- What to produce -
Copy each line of the data beneath in which the word "info" appears.
____
//! Display formatters for durations, distances and wellness values

use chrono::{NaiveDate, NaiveDateTime};

use crate::models::SECONDS_PER_HOUR;

const NOT_AVAILABLE: &str = "N/A";

/// Format seconds as "1h 30m", or "45m" under an hour
pub fn format_duration(seconds: f64) -> String {
    let total_minutes = (seconds.max(0.0) / 60.0).floor() as u64;
    let hours = total_minutes / 60;
    let minutes = total_minutes % 60;

    if hours > 0 {
        format!("{}h {}m", hours, minutes)
    } else {
        format!("{}m", minutes)
    }
}

/// Format meters as "12.3 km", or "500 m" under a kilometer
pub fn format_distance(meters: f64) -> String {
    if meters >= 1000.0 {
        format!("{:.1} km", meters / 1000.0)
    } else {
        format!("{:.0} m", meters.max(0.0))
    }
}

/// HRV in milliseconds, "N/A" when not recorded
pub fn format_hrv(hrv: Option<f64>) -> String {
    match hrv.filter(|v| *v > 0.0) {
        Some(value) => format!("{:.1} ms", value),
        None => NOT_AVAILABLE.to_string(),
    }
}

/// Resting heart rate in whole beats per minute
pub fn format_heart_rate(bpm: Option<f64>) -> String {
    match bpm.filter(|v| *v > 0.0) {
        Some(value) => format!("{:.0} bpm", value),
        None => NOT_AVAILABLE.to_string(),
    }
}

/// Sleep seconds as hours, e.g. "7.5 hrs"
pub fn format_sleep(sleep_secs: Option<f64>) -> String {
    match sleep_secs.filter(|v| *v > 0.0) {
        Some(secs) => format!("{:.1} hrs", secs / SECONDS_PER_HOUR),
        None => NOT_AVAILABLE.to_string(),
    }
}

/// CTL/ATL/form with one decimal
pub fn format_training_load(load: Option<f64>) -> String {
    match load {
        Some(value) => format!("{:.1}", value),
        None => NOT_AVAILABLE.to_string(),
    }
}

/// Signed form value, e.g. "+4.2" or "-12.0"
pub fn format_form(form: f64) -> String {
    format!("{:+.1}", form)
}

/// Percentage with one decimal
pub fn format_percent(value: f64) -> String {
    format!("{:.1}%", value)
}

/// Turn an API date or local timestamp into "Mon, Sep 23"
///
/// Anything that does not parse is returned unchanged.
pub fn format_date(raw: &str) -> String {
    if let Ok(date) = NaiveDate::parse_from_str(raw, "%Y-%m-%d") {
        return date.format("%a, %b %-d").to_string();
    }
    if let Ok(timestamp) = NaiveDateTime::parse_from_str(raw, "%Y-%m-%dT%H:%M:%S") {
        return timestamp.format("%a, %b %-d %H:%M").to_string();
    }
    raw.to_string()
}

/// Parse a `YYYY-MM-DD` argument
pub fn parse_date(raw: &str) -> Result<NaiveDate, String> {
    NaiveDate::parse_from_str(raw, "%Y-%m-%d")
        .map_err(|e| format!("invalid date '{}' (expected YYYY-MM-DD): {}", raw, e))
}
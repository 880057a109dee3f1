//! intervals.icu credential storage
//!
//! The scoring engines never see credentials; only the API client does.
//! Storage sits behind [`CredentialsProvider`] so the CLI can use a file in
//! the user's home directory while tests and library callers use memory.

use serde::{Deserialize, Serialize};
use std::env;
use std::fmt;
use std::fs;
use std::io::Write;
#[cfg(unix)]
use std::os::unix::fs::{OpenOptionsExt, PermissionsExt};
use std::path::{Path, PathBuf};
use thiserror::Error;

pub const API_KEY_ENV: &str = "INTERVALS_API_KEY";
pub const ATHLETE_ID_ENV: &str = "INTERVALS_ATHLETE_ID";

/// Credential storage errors
#[derive(Debug, Error)]
pub enum CredentialsError {
    #[error("Credentials file error at {path}: {source}")]
    Io {
        path: PathBuf,
        #[source]
        source: std::io::Error,
    },

    #[error("Failed to parse credentials file {path}: {reason}")]
    Parse { path: PathBuf, reason: String },

    #[error("Failed to serialize credentials: {0}")]
    Serialize(String),
}

/// API key and athlete id for intervals.icu
#[derive(Clone, PartialEq, Eq, Serialize, Deserialize)]
pub struct Credentials {
    pub api_key: String,
    pub athlete_id: String,
}

impl Credentials {
    pub fn new(api_key: impl Into<String>, athlete_id: impl Into<String>) -> Self {
        Credentials {
            api_key: api_key.into(),
            athlete_id: athlete_id.into(),
        }
    }

    /// Both values present and non-blank
    pub fn is_complete(&self) -> bool {
        !self.api_key.trim().is_empty() && !self.athlete_id.trim().is_empty()
    }

    /// Read credentials from `INTERVALS_API_KEY` and `INTERVALS_ATHLETE_ID`
    pub fn from_env() -> Option<Self> {
        let credentials = Credentials {
            api_key: env::var(API_KEY_ENV).ok()?,
            athlete_id: env::var(ATHLETE_ID_ENV).ok()?,
        };
        credentials.is_complete().then_some(credentials)
    }

    /// API key with everything but the last four characters masked
    pub fn masked_api_key(&self) -> String {
        crate::logging::redact(&self.api_key)
    }
}

impl fmt::Debug for Credentials {
    fn fmt(&self, f: &mut fmt::Formatter<'_>) -> fmt::Result {
        f.debug_struct("Credentials")
            .field("api_key", &self.masked_api_key())
            .field("athlete_id", &self.athlete_id)
            .finish()
    }
}

/// Source of intervals.icu credentials
pub trait CredentialsProvider {
    /// Stored credentials, `None` when not connected
    fn get(&self) -> Result<Option<Credentials>, CredentialsError>;

    fn set(&mut self, credentials: Credentials) -> Result<(), CredentialsError>;

    fn clear(&mut self) -> Result<(), CredentialsError>;

    fn is_connected(&self) -> bool {
        matches!(self.get(), Ok(Some(_)))
    }
}

/// Credentials kept in process memory
#[derive(Debug, Default)]
pub struct MemoryCredentialStore {
    credentials: Option<Credentials>,
}

impl MemoryCredentialStore {
    pub fn new() -> Self {
        Self::default()
    }

    pub fn with_credentials(credentials: Credentials) -> Self {
        MemoryCredentialStore {
            credentials: Some(credentials),
        }
    }
}

impl CredentialsProvider for MemoryCredentialStore {
    fn get(&self) -> Result<Option<Credentials>, CredentialsError> {
        Ok(self.credentials.clone().filter(Credentials::is_complete))
    }

    fn set(&mut self, credentials: Credentials) -> Result<(), CredentialsError> {
        self.credentials = Some(credentials);
        Ok(())
    }

    fn clear(&mut self) -> Result<(), CredentialsError> {
        self.credentials = None;
        Ok(())
    }
}

/// Credentials persisted as a small TOML file
#[derive(Debug, Clone)]
pub struct FileCredentialStore {
    path: PathBuf,
}

impl FileCredentialStore {
    pub fn new(path: impl Into<PathBuf>) -> Self {
        FileCredentialStore { path: path.into() }
    }

    /// `~/.readyrs/credentials.toml`
    pub fn default_path() -> PathBuf {
        dirs::home_dir()
            .unwrap_or_else(|| PathBuf::from("."))
            .join(".readyrs")
            .join("credentials.toml")
    }

    pub fn path(&self) -> &Path {
        &self.path
    }

    fn io_error(&self, source: std::io::Error) -> CredentialsError {
        CredentialsError::Io {
            path: self.path.clone(),
            source,
        }
    }
}

impl Default for FileCredentialStore {
    fn default() -> Self {
        Self::new(Self::default_path())
    }
}

impl CredentialsProvider for FileCredentialStore {
    fn get(&self) -> Result<Option<Credentials>, CredentialsError> {
        let content = match fs::read_to_string(&self.path) {
            Ok(content) => content,
            Err(e) if e.kind() == std::io::ErrorKind::NotFound => return Ok(None),
            Err(e) => return Err(self.io_error(e)),
        };

        let credentials: Credentials =
            toml::from_str(&content).map_err(|e| CredentialsError::Parse {
                path: self.path.clone(),
                reason: e.to_string(),
            })?;

        Ok(credentials.is_complete().then_some(credentials))
    }

    fn set(&mut self, credentials: Credentials) -> Result<(), CredentialsError> {
        if let Some(parent) = self.path.parent() {
            fs::create_dir_all(parent).map_err(|e| self.io_error(e))?;
        }

        let content = toml::to_string_pretty(&credentials)
            .map_err(|e| CredentialsError::Serialize(e.to_string()))?;

        let mut options = fs::OpenOptions::new();
        options.write(true).create(true).truncate(true);
        #[cfg(unix)]
        options.mode(0o600);
        let mut file = options.open(&self.path).map_err(|e| self.io_error(e))?;

        // The mode above only applies to new files
        #[cfg(unix)]
        file.set_permissions(fs::Permissions::from_mode(0o600))
            .map_err(|e| self.io_error(e))?;

        file.write_all(content.as_bytes())
            .map_err(|e| self.io_error(e))?;

        tracing::info!(path = %self.path.display(), athlete_id = %credentials.athlete_id, "Credentials saved");
        Ok(())
    }

    fn clear(&mut self) -> Result<(), CredentialsError> {
        match fs::remove_file(&self.path) {
            Ok(()) => {
                tracing::info!(path = %self.path.display(), "Credentials removed");
                Ok(())
            }
            Err(e) if e.kind() == std::io::ErrorKind::NotFound => Ok(()),
            Err(e) => Err(self.io_error(e)),
        }
    }
}
//! External service adapters
//!
//! This module contains adapters for external APIs including:
//! - ASR (Automatic Speech Recognition) services
//! - Summarization, generation, and chat-completion model services

pub mod asr;
pub mod llm;
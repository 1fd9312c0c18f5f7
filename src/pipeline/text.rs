//! Character-exact text helpers
//!
//! Every size bound in the pipeline (chunk size, extraction windows, shrink,
//! fallback prefix) counts characters, not bytes, so multi-byte transcripts
//! never get sliced mid-character.

/// Number of characters in `s`.
pub fn char_len(s: &str) -> usize {
    s.chars().count()
}

/// The prefix of `s` holding at most `n` characters.
pub fn char_prefix(s: &str, n: usize) -> &str {
    match s.char_indices().nth(n) {
        Some((idx, _)) => &s[..idx],
        None => s,
    }
}

/// Partitions `s` into consecutive, non-overlapping windows of exactly `n`
/// characters; the final window may be shorter. Empty input yields no windows.
pub fn char_windows(s: &str, n: usize) -> Vec<&str> {
    debug_assert!(n > 0, "window size must be positive");
    let mut windows = Vec::new();
    let mut rest = s;
    while !rest.is_empty() {
        let head = char_prefix(rest, n);
        windows.push(head);
        rest = &rest[head.len()..];
    }
    windows
}

#[cfg(test)]
mod tests {
    use super::*;

    #[test]
    fn char_len_counts_characters_not_bytes() {
        assert_eq!(char_len(""), 0);
        assert_eq!(char_len("abc"), 3);
        assert_eq!(char_len("héllo"), 5);
        assert_eq!(char_len("日本語"), 3);
    }

    #[test]
    fn char_prefix_respects_boundaries() {
        assert_eq!(char_prefix("hello", 3), "hel");
        assert_eq!(char_prefix("hello", 10), "hello");
        assert_eq!(char_prefix("héllo", 2), "hé");
        assert_eq!(char_prefix("", 5), "");
        assert_eq!(char_prefix("abc", 0), "");
    }

    #[test]
    fn char_windows_partition_without_loss_or_overlap() {
        let text = "abcdefghij";
        let windows = char_windows(text, 4);
        assert_eq!(windows, vec!["abcd", "efgh", "ij"]);
        assert_eq!(windows.concat(), text);
    }

    #[test]
    fn char_windows_exact_multiple_has_no_short_tail() {
        let windows = char_windows("abcdef", 3);
        assert_eq!(windows, vec!["abc", "def"]);
    }

    #[test]
    fn char_windows_empty_input_yields_nothing() {
        assert!(char_windows("", 5).is_empty());
    }

    #[test]
    fn char_windows_handle_multibyte_text() {
        let text = "日本語のテキスト";
        let windows = char_windows(text, 3);
        assert_eq!(windows, vec!["日本語", "のテキ", "スト"]);
        assert_eq!(windows.concat(), text);
    }
}
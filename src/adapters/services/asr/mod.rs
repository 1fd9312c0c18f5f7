//! ASR (Automatic Speech Recognition) service adapters
//!
//! This module provides adapters for transcription providers:
//! - Whisper: OpenAI-compatible `/audio/transcriptions` endpoints

pub mod whisper;

pub use whisper::WhisperService;
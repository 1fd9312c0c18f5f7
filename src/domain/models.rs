/// Domain models for meeting digests
///
/// These models represent the finished outputs and are service-agnostic.
use serde::{Deserialize, Serialize};

/// Everything a digest run produces for one meeting
#[derive(Debug, Clone, Serialize, Deserialize)]
pub struct MeetingDigest {
    /// Path of the source recording or transcript
    pub source: String,

    /// Characters in the transcript the digest was built from
    pub transcript_chars: usize,

    /// Condensed summary of the meeting
    pub summary: String,

    /// Deduplicated action items in transcript order
    pub action_items: Vec<String>,

    pub created_at: i64, // Unix timestamp
}

impl MeetingDigest {
    /// Creates a new digest for `source`
    pub fn new(
        source: String,
        transcript: &str,
        summary: String,
        action_items: Vec<String>,
    ) -> Self {
        Self {
            source,
            transcript_chars: transcript.chars().count(),
            summary,
            action_items,
            created_at: chrono::Utc::now().timestamp(),
        }
    }

    /// Renders the digest as sectioned plain text for the terminal
    pub fn render_text(&self) -> String {
        let mut out = format!(
            "Meeting digest for {} ({} transcript characters)\n",
            self.source, self.transcript_chars
        );
        out.push_str("\n== Summary ==\n");
        out.push_str(&self.summary);
        out.push_str("\n\n== Action items ==\n");
        if self.action_items.is_empty() {
            out.push_str("(none found)\n");
        } else {
            for item in &self.action_items {
                out.push_str(&format!("- {}\n", item));
            }
        }
        out
    }
}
____
- Output for this task -
        tracing::info!(path = %self.path.display(), athlete_id = %credentials.athlete_id, "Credentials saved");
                tracing::info!(path = %self.path.display(), "Credentials removed");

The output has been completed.